Horizontal Gene Transfer (HGT)
A mannanase gene (GenBank ID ACU52527) similar to a Bacillus circulans protein was identified from a H. hampei cDNA54 and a xylanase (GenBank ID ADN94682) highly similar to Streptomyces bingchenggensis was isolated from a H. hampei genomic clone55. All predicted H. hampei proteins from the draft genome were screened for HGT candidates by identifying proteins with more significant BLAST e-values to a set of bacterial proteins (UniRef50 bacterial proteins) than to a set of arthropod proteins (UniRef50 arthropod proteins). To remove genes originating from contaminating bacterial DNA in the H. hampei genomic library, only gene models with >10% of exon bases covered by aligned RNA-seq reads were considered as HGT candidates.
A total of 10 HGT candidate genes were identified with evidence for expression, integration into the H. hampei genome, and phylogenetic evidence that the sequences are more closely related to bacterial rather than eukaryotic genes (Table 3). Two copies of endo-1,4-beta-xylanase genes with high similarity to Streptomyces sp. were found on two different draft genome contigs (BLAST e-value ~1e−107, 46–56% amino acid identity). These predicted proteins have 89% and 86% amino acid identity respectively to the xylanase gene reported by Padilla-Hurtado et al.55, but only 75% amino acid identity to each other. These predicted H. hampei genes are highly expressed (FPKM 1.5e6 and 3.1e5, based on Cufflinks analysis of aligned RNA-seq reads), contain introns, and are on contigs that contain other predicted H. hampei genes. A similar endo-1,4-beta-xylanase (BLAST e-value 8e−40) was identified in the gut microbiota of the termite Globitermes brachycerastes, but is incorrectly annotated in GenBank ID 4HU8_A as of arthropod origin56. Xylanases present in the mustard leaf beetle, Phaedon cochleariae (Chrysomelidae) also appear to have been acquired from bacteria57. Polygalacturonase genes apparently acquired from bacterial or fungal sources have been reported for some species of cerambycids, chrysomelids, and curculionids58.
Two copies of mannanase genes of possible bacterial origin were found on two different contigs of the draft genome (Table 3; Fig. 6). The previously reported HhMAN1 gene (GenBank ID GQ37515654) matches scaffold1203.1 with 100% DNA sequence identity over a region of 5 kb, including a predicted transcript, which is highly expressed (FPKM 4.3e6). A second predicted gene on scaffold1827.1 was identified with similarity to mannanase from Bacillus (BLAST e-value 2e−30, ~59% amino acid identity). This gene has ~94% DNA sequence identity to GQ375156 over a much smaller region of 562 bases and 91% amino acid identity to the HhMAN1 protein (GenBank ID ACU52526) over the coding sequence. This second mannanase gene is expressed at FPKM 3.7e4.
Predicted gene scaffold3436.2 has strong similarity to hydrolase proteins from Streptomyces (BLAST e-value 0.0, 43% amino acid identity) and no significant similarity to any arthropod genes (best BLAST value >2.0) (Table 3). The gene is highly expressed (FPKM 1.5e4) and is located on a scaffold with other predicted genes that have homology with insect proteins.
A predicted H. hampei gene (scaffold7971.1) has stronger similarity to a Proteobacteria lipase/acylhydrolase (BLAST e-value 1e−37, 37% amino acid identity) than to its closest arthropod match, platelet activating factor acetylhydrolase (BLAST e-value 1e−21, 32% amino acid identity) (Table 3). A maximum likelihood tree including a sample of protein sequences from KEGG orthology group K01137 (EC:126.96.36.199) clearly shows that the H. hampei gene is much more closely related to bacterial than to eukaryotic genes (Fig. 7).

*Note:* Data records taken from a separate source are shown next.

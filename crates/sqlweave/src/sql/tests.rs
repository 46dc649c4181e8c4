use super::*;
use crate::error::OrmError;
use crate::value::Value;

fn qmark(sql: &Sql) -> Rendered {
    sql.render(ParamStyle::Qmark).unwrap()
}

#[test]
fn values_become_placeholders() {
    let q = Sql::select("*")
        .from_("users")
        .where_(Column::new("id").eq(42));

    let out = qmark(&q);
    assert_eq!(out.sql, "SELECT * FROM users WHERE id = ?");
    assert_eq!(out.params, Params::Positional(vec![Value::Int(42)]));
}

#[test]
fn sql_operands_are_not_bound() {
    let cond = Column::new("a_id").with_table("b").eq(Column::new("id").with_table("a"));
    let out = qmark(&cond);
    assert_eq!(out.sql, "b.a_id = a.id");
    assert!(out.params.is_empty());
}

#[test]
fn rendering_twice_is_identical() {
    let q = Sql::select(ColumnList::new(["id", "name"]))
        .from_("users")
        .where_(and([
            Column::new("age").ge(18),
            Column::new("name").like("a%"),
        ]))
        .limit(10);

    let first = qmark(&q);
    let second = qmark(&q);
    assert_eq!(first, second);
    assert_eq!(
        first.sql,
        "SELECT id, name FROM users WHERE (age >= ? AND name LIKE ?) LIMIT ?"
    );
    assert_eq!(first.params.len(), 3);
}

#[test]
fn numeric_placeholders_are_zero_based() {
    let q = and([Column::new("a").eq(1), Column::new("b").eq(2)]);
    let out = q.render(ParamStyle::Numeric).unwrap();
    assert_eq!(out.sql, "(a = :0 AND b = :1)");
}

#[test]
fn named_styles_collect_a_mapping() {
    let q = and([
        Sql::raw("a").eq(Sql::named_param("x", 1)),
        Sql::raw("b").eq(Sql::named_param("x", 2)),
        Sql::raw("c").eq(3),
    ]);

    let named = q.render(ParamStyle::Named).unwrap();
    assert_eq!(named.sql, "(a = :x AND b = :x_2 AND c = :param_1)");
    assert_eq!(
        named.params,
        Params::Named(vec![
            ("x".into(), Value::Int(1)),
            ("x_2".into(), Value::Int(2)),
            ("param_1".into(), Value::Int(3)),
        ])
    );

    let pyformat = q.render(ParamStyle::Pyformat).unwrap();
    assert_eq!(pyformat.sql, "(a = %(x)s AND b = %(x_2)s AND c = %(param_1)s)");
}

#[test]
fn format_style_uses_percent_s() {
    let out = Sql::raw("a").eq(1).render(ParamStyle::Format).unwrap();
    assert_eq!(out.sql, "a = %s");
}

#[test]
fn empty_boolean_combinators_render_nothing() {
    let empty_and = and(Vec::<Sql>::new());
    let empty_or = or(Vec::<Sql>::new());
    assert!(empty_and.is_empty());
    assert!(empty_or.is_empty());
    assert_eq!(empty_and.to_sql().unwrap(), "");
    assert_eq!(empty_or.to_sql().unwrap(), "");

    let q = Sql::select("*").from_("t").where_(empty_and);
    assert_eq!(q.to_sql().unwrap(), "SELECT * FROM t");
}

#[test]
fn boolean_operators_flatten_and_wrap() {
    let q = Column::new("a").eq(1) & Column::new("b").eq(2) & Column::new("c").eq(3);
    assert_eq!(q.to_sql().unwrap(), "(a = ? AND b = ? AND c = ?)");

    let q = Column::new("a").eq(1) | Column::new("b").eq(2);
    assert_eq!(q.to_sql().unwrap(), "(a = ? OR b = ?)");

    let q = !Column::new("done").eq(true);
    assert_eq!(q.to_sql().unwrap(), "NOT done = ?");
}

#[test]
fn in_values_with_empty_set_is_false() {
    let q = Column::new("id").in_values([1, 2, 3]);
    let out = qmark(&q);
    assert_eq!(out.sql, "id IN (?, ?, ?)");
    assert_eq!(out.params.len(), 3);

    let q = Column::new("id").in_values(Vec::<i64>::new());
    assert_eq!(q.to_sql().unwrap(), "1 = 0");
}

#[test]
fn column_rendering() {
    let col = Column::new("id").with_table("kids").prefixed("kids__");
    assert_eq!(Sql::from_column(&col), "kids.id AS kids__id");

    let col = Column::new("name").aliased("n");
    assert_eq!(Sql::from_column(&col), "name AS n");

    let col = Column::expr(func("count", [Sql::raw("*")]), "total");
    assert_eq!(Sql::from_column(&col), "(COUNT(*)) AS total");

    assert_eq!(col.alias_or_name(), "total");
}

impl Sql {
    fn from_column(col: &Column) -> String {
        Sql::Column(col.clone()).to_sql().unwrap()
    }
}

#[test]
fn column_list_wildcard_rules() {
    assert_eq!(Sql::from(ColumnList::default()).to_sql().unwrap(), "*");
    assert_eq!(
        Sql::from(ColumnList::default().with_table("t")).to_sql().unwrap(),
        "t.*"
    );
    let forced = ColumnList::new(["a"]).with_table("t").wildcard(true);
    assert_eq!(Sql::from(forced).to_sql().unwrap(), "t.*");

    let disabled = ColumnList::default().wildcard(false);
    let sql = Sql::from(disabled);
    assert!(sql.is_empty());
    assert_eq!(sql.to_sql().unwrap(), "");

    let cols = ColumnList::new(["id", "name"]).with_table("p").prefixed("parent__");
    assert_eq!(
        Sql::from(cols.clone()).to_sql().unwrap(),
        "p.id AS parent__id, p.name AS parent__name"
    );
    assert_eq!(cols.names(), vec!["id", "name"]);
    assert!(cols.contains("id"));
    assert!(!cols.contains("missing"));
}

#[test]
fn identifier_alias() {
    let ident = Identifier::new("users").aliased("u");
    assert_eq!(Sql::from(ident.clone()).to_sql().unwrap(), "users AS u");
    assert_eq!(ident.alias_or_name(), "u");
}

#[test]
fn function_binds_plain_arguments() {
    let q = func("coalesce", [Operand::from(Sql::raw("nickname")), Operand::from("anon")]);
    let out = qmark(&q);
    assert_eq!(out.sql, "COALESCE(nickname, ?)");
    assert_eq!(out.params, Params::Positional(vec![Value::from("anon")]));
}

#[test]
fn case_expression() {
    let q = case(
        [(Sql::raw("a > 1"), Operand::from("big"))],
        Some(Operand::from(Sql::raw("'small'"))),
    );
    let out = qmark(&q);
    assert_eq!(out.sql, "CASE WHEN a > 1 THEN ? ELSE 'small' END");
    assert_eq!(out.params.len(), 1);
}

#[test]
fn insert_binds_values_by_column_name() {
    let q = insert("users", [("name", Operand::from("ann")), ("age", Operand::from(30))])
        .unwrap();
    let out = q.render(ParamStyle::Named).unwrap();
    assert_eq!(out.sql, "INSERT INTO users (name, age) VALUES (:name, :age)");
    assert_eq!(out.params.get("age"), Some(&Value::Int(30)));
}

#[test]
fn insert_embeds_sql_values_raw() {
    let q = insert(
        "users",
        [
            ("name", Operand::from("ann")),
            ("created_at", Operand::from(Sql::raw("CURRENT_TIMESTAMP"))),
        ],
    )
    .unwrap();
    let out = qmark(&q);
    assert_eq!(
        out.sql,
        "INSERT INTO users (name, created_at) VALUES (?, CURRENT_TIMESTAMP)"
    );
    assert_eq!(out.params.len(), 1);
}

#[test]
fn empty_mappings_produce_no_statement() {
    let empty: Vec<(&str, Operand)> = Vec::new();
    assert!(insert("users", empty.clone()).is_none());
    assert!(update("users", empty.clone()).is_none());
    assert!(delete("users", empty).is_none());
}

#[test]
fn update_and_delete() {
    let q = update("users", [("name", "bob")])
        .unwrap()
        .where_(Column::new("id").eq(1));
    assert_eq!(q.to_sql().unwrap(), "UPDATE users SET name = ? WHERE id = ?");

    let q = delete("users", [("id", 1), ("org", 2)]).unwrap();
    assert_eq!(q.to_sql().unwrap(), "DELETE FROM users WHERE id = ? AND org = ?");
}

#[test]
fn primary_key_conditions() {
    let single = [Column::new("id")];
    let cond = primary_key_condition(&single, PrimaryKey::single(5)).unwrap();
    assert_eq!(cond.to_sql().unwrap(), "id = ?");

    let composite = [Column::new("a").with_table("t"), Column::new("b").with_table("t")];
    let cond = primary_key_condition(&composite, PrimaryKey::composite([1, 2])).unwrap();
    assert_eq!(cond.to_sql().unwrap(), "(t.a = ? AND t.b = ?)");

    let err = primary_key_condition(&composite, PrimaryKey::single(1)).unwrap_err();
    assert!(matches!(err, OrmError::Composition(ref m) if m.contains("requires a tuple")));

    let err = primary_key_condition(&composite, PrimaryKey::composite([1])).unwrap_err();
    assert!(matches!(err, OrmError::Composition(_)));

    let err = primary_key_condition(&[], PrimaryKey::single(1)).unwrap_err();
    assert!(matches!(err, OrmError::Composition(ref m) if m.contains("Missing primary key")));
}

#[test]
fn placeholders_reference_external_params() {
    let q = Sql::raw("SELECT * FROM t WHERE a =").push_owned(Sql::placeholder("a"));
    let params = Params::Named(vec![("a".into(), Value::Int(1))]);

    let out = q.render_with(params.clone(), ParamStyle::Named).unwrap();
    assert_eq!(out.sql, "SELECT * FROM t WHERE a = :a");
    assert_eq!(out.params, params);

    let out = q.render_with(params, ParamStyle::Numeric).unwrap();
    assert_eq!(out.sql, "SELECT * FROM t WHERE a = :0");
    assert_eq!(out.params, Params::Positional(vec![Value::Int(1)]));

    let err = q.render(ParamStyle::Named).unwrap_err();
    assert!(matches!(err, OrmError::Parameter(_)));
}

impl Sql {
    fn push_owned(mut self, part: Sql) -> Sql {
        self.push(part);
        self
    }
}

#[test]
fn external_params_precede_collected_ones() {
    let q = Sql::raw("a = ?").push_owned(Sql::raw("AND b =")).push_owned(Sql::param(2));
    let out = q
        .render_with(Params::Positional(vec![Value::Int(1)]), ParamStyle::Qmark)
        .unwrap();
    assert_eq!(out.sql, "a = ? AND b = ?");
    assert_eq!(out.params, Params::Positional(vec![Value::Int(1), Value::Int(2)]));
}

#[test]
fn collector_names_are_unique() {
    let mut c = ParameterCollector::new(ParamStyle::Named);
    let placeholders = [
        c.add(1, None),
        c.add(2, Some("id")),
        c.add(3, Some("id")),
        c.add(4, None),
        c.add(5, Some("id")),
    ];
    assert_eq!(placeholders, [":param_1", ":id", ":id_2", ":param_2", ":id_3"]);
    assert_eq!(c.get("id_2").unwrap(), &Value::Int(3));
    assert_eq!(c.index(3).unwrap(), &Value::Int(4));
    assert_eq!(c.len(), 5);
}

#[test]
fn collector_positional_ignores_names() {
    let mut c = ParameterCollector::new(ParamStyle::Qmark);
    assert_eq!(c.add("x", Some("name")), "?");
    assert_eq!(c.add("y", Some("name")), "?");
    assert_eq!(c.get("name_2").unwrap(), &Value::from("y"));
    assert_eq!(
        c.into_params(),
        Params::Positional(vec![Value::from("x"), Value::from("y")])
    );
}

#[test]
fn collector_lookups_fail_descriptively() {
    let c = ParameterCollector::new(ParamStyle::Qmark);
    let err = c.get("missing").unwrap_err();
    assert!(err.to_string().contains("Missing parameter 'missing'"));
    let err = c.index(0).unwrap_err();
    assert!(matches!(err, OrmError::Parameter(_)));
}

#[test]
fn named_style_rejects_positional_seed() {
    let err = ParameterCollector::with_params(
        ParamStyle::Named,
        Params::Positional(vec![Value::Int(1)]),
    )
    .unwrap_err();
    assert!(matches!(err, OrmError::Parameter(_)));

    let seeded =
        ParameterCollector::with_params(ParamStyle::Qmark, Params::Positional(vec![Value::Int(1)]))
            .unwrap();
    assert_eq!(seeded.get("param_1").unwrap(), &Value::Int(1));
}

#[test]
fn paramstyle_parses() {
    assert_eq!("qmark".parse::<ParamStyle>().unwrap(), ParamStyle::Qmark);
    assert_eq!("Numeric".parse::<ParamStyle>().unwrap(), ParamStyle::Numeric);
    assert_eq!("pyformat".parse::<ParamStyle>().unwrap(), ParamStyle::Pyformat);
    assert!("dollar".parse::<ParamStyle>().is_err());
}

#[test]
fn params_macro_shapes() {
    assert_eq!(crate::params![], Params::Positional(vec![]));
    assert_eq!(
        crate::params![1, "a"],
        Params::Positional(vec![Value::Int(1), Value::from("a")])
    );
    assert_eq!(
        crate::params! { id = 1 },
        Params::Named(vec![("id".into(), Value::Int(1))])
    );
}

#[test]
fn template_splices_and_binds() {
    let tpl = SqlTemplate::parse("SELECT * FROM {table} WHERE id = %(id)s")
        .unwrap()
        .with("table", Sql::raw("users"))
        .with("id", 1);
    let out = tpl.render(ParamStyle::Qmark).unwrap();
    assert_eq!(out.sql, "SELECT * FROM users WHERE id = ?");
    assert_eq!(out.params, Params::Positional(vec![Value::Int(1)]));

    let out = tpl.render(ParamStyle::Named).unwrap();
    assert_eq!(out.sql, "SELECT * FROM users WHERE id = :id");
}

#[test]
fn template_nodes_collect_their_params() {
    let cond = Column::new("age").gt(18);
    let tpl = SqlTemplate::parse("SELECT * FROM users WHERE {cond} LIMIT {n}")
        .unwrap()
        .with("cond", cond)
        .with("n", 5);
    let out = Sql::from(tpl).render(ParamStyle::Qmark).unwrap();
    assert_eq!(out.sql, "SELECT * FROM users WHERE age > ? LIMIT 5");
    assert_eq!(out.params, Params::Positional(vec![Value::Int(18)]));
}

#[test]
fn template_overrides_and_escapes() {
    let tpl = SqlTemplate::parse("SELECT '{{}}' AS braces, %(x)s").unwrap().with("x", 1);
    let mut overrides = Locals::new();
    overrides.insert("x".into(), Operand::from(2));
    let out = tpl.render_locals(&overrides, ParamStyle::Qmark).unwrap();
    assert_eq!(out.sql, "SELECT '{}' AS braces, ?");
    assert_eq!(out.params, Params::Positional(vec![Value::Int(2)]));
    assert_eq!(tpl.names(), vec!["x"]);
}

#[test]
fn template_errors_fail_fast() {
    for bad in [
        "SELECT {table",
        "SELECT %(id",
        "SELECT {}",
        "SELECT {a b}",
        "%(1x)s",
        "SELECT * FROM {table:i}",
    ] {
        let err = SqlTemplate::parse(bad).unwrap_err();
        assert!(matches!(err, OrmError::Composition(_)), "{bad}");
    }

    let tpl = SqlTemplate::parse("SELECT {missing}").unwrap();
    let err = tpl.render(ParamStyle::Qmark).unwrap_err();
    assert!(err.to_string().contains("'missing' is not defined"));
}

#[test]
fn template_keeps_percent_literals() {
    let tpl = SqlTemplate::parse("SELECT * FROM t WHERE name LIKE 'a%' AND id = %(id)s")
        .unwrap()
        .with("id", 3);
    let out = tpl.render(ParamStyle::Format).unwrap();
    assert_eq!(out.sql, "SELECT * FROM t WHERE name LIKE 'a%' AND id = %s");
}

#[test]
fn query_builder_orders_components() {
    let qb = QueryBuilder::new()
        .limit(5)
        .where_(Column::new("a").eq(1))
        .order_by(["name"])
        .left_join("posts p", "p.user_id = u.id")
        .select(["u.id", "u.name"])
        .from_(["users u"])
        .where_(Column::new("b").eq(2))
        .where_(and(Vec::<Sql>::new()));

    let out = qb.render(ParamStyle::Qmark).unwrap();
    assert_eq!(
        out.sql,
        "SELECT u.id, u.name FROM users u LEFT JOIN posts p ON p.user_id = u.id \
         WHERE a = ? AND b = ? ORDER BY name LIMIT ?"
    );
    assert_eq!(
        out.params,
        Params::Positional(vec![Value::Int(1), Value::Int(2), Value::Int(5)])
    );
}

#[test]
fn query_builder_replaces_single_components() {
    let qb = QueryBuilder::new()
        .from_(["a"])
        .from_(["b"])
        .group_by(["x"])
        .having(Sql::raw("COUNT(*) > 1"));
    assert_eq!(
        qb.to_sql_node().to_sql().unwrap(),
        "SELECT * FROM b GROUP BY x HAVING COUNT(*) > 1"
    );
}

#[test]
fn plain_text_passes_through() {
    let out = "SELECT ?".render_with(crate::params![1], ParamStyle::Named).unwrap();
    assert_eq!(out.sql, "SELECT ?");
    assert_eq!(out.params, crate::params![1]);
}

#[test]
fn split_statements_respects_quotes() {
    let script = "CREATE TABLE t (a TEXT); INSERT INTO t VALUES ('x;y');\n\n;SELECT 1";
    assert_eq!(
        split_statements(script),
        vec![
            "CREATE TABLE t (a TEXT)",
            "INSERT INTO t VALUES ('x;y')",
            "SELECT 1"
        ]
    );
}

#[test]
fn strips_comments_before_keyword() {
    let s = strip_sql_prefix("  -- note\n/* x */ (SELECT 1)");
    assert!(starts_with_keyword(s, "select"));
}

Aligned RNA-seq reads show that the gene is highly expressed (FPKM 4.9e6) and has a spliced intron.
A predicted gene on scaffold 537.2 has homology to hypothetical proteins from Rickettsia (BLAST e-value 2e−31) (Table 3), but is supported by only a few RNA-seq reads and is not included among transcript models created by Cufflinks or SOAPdenovo-Trans.
Predicted protein scaffold 3881.7 is similar to Wolbachia regulatory protein RepA (BLAST e-value 9e−34) (Table 3), but has lesser levels of similarity with other bacteria such as Ralstonia, Candidatus, Xanthomonas, as well as gp5 originating from bacteriophage WO. It has no significant similarity to any arthropod genes. It is expressed at a moderate level (FPKM 3.2e4).
Predicted protein scaffold1344.1is similar to Citrobacter Ig-like protein (BLAST e-value 2e−23) invasin (Table 3), with no significant similarity to any arthropod genes. It is expressed at FPKM 1.9e4.
Predicted protein C2660673.1 has strong similarity to permease from Lactobacillus and other Firmicutes (BLAST e-value 2e−53, 66% amino acid identity) (Table 3). The closest similarity to an arthropod gene is a BLAST e-value of 6e−22 with a short 88 amino acid segment of hypothetical protein from the tick Ixodes scapularis. The gene is on a small contig (1.1 kb) with moderate RNA-seq coverage (FPKM 2.3e3), gene model prediction by Cufflinks, SOAPdenovo-Trans, and PASA/EvidenceModeler, but no evidence of splicing.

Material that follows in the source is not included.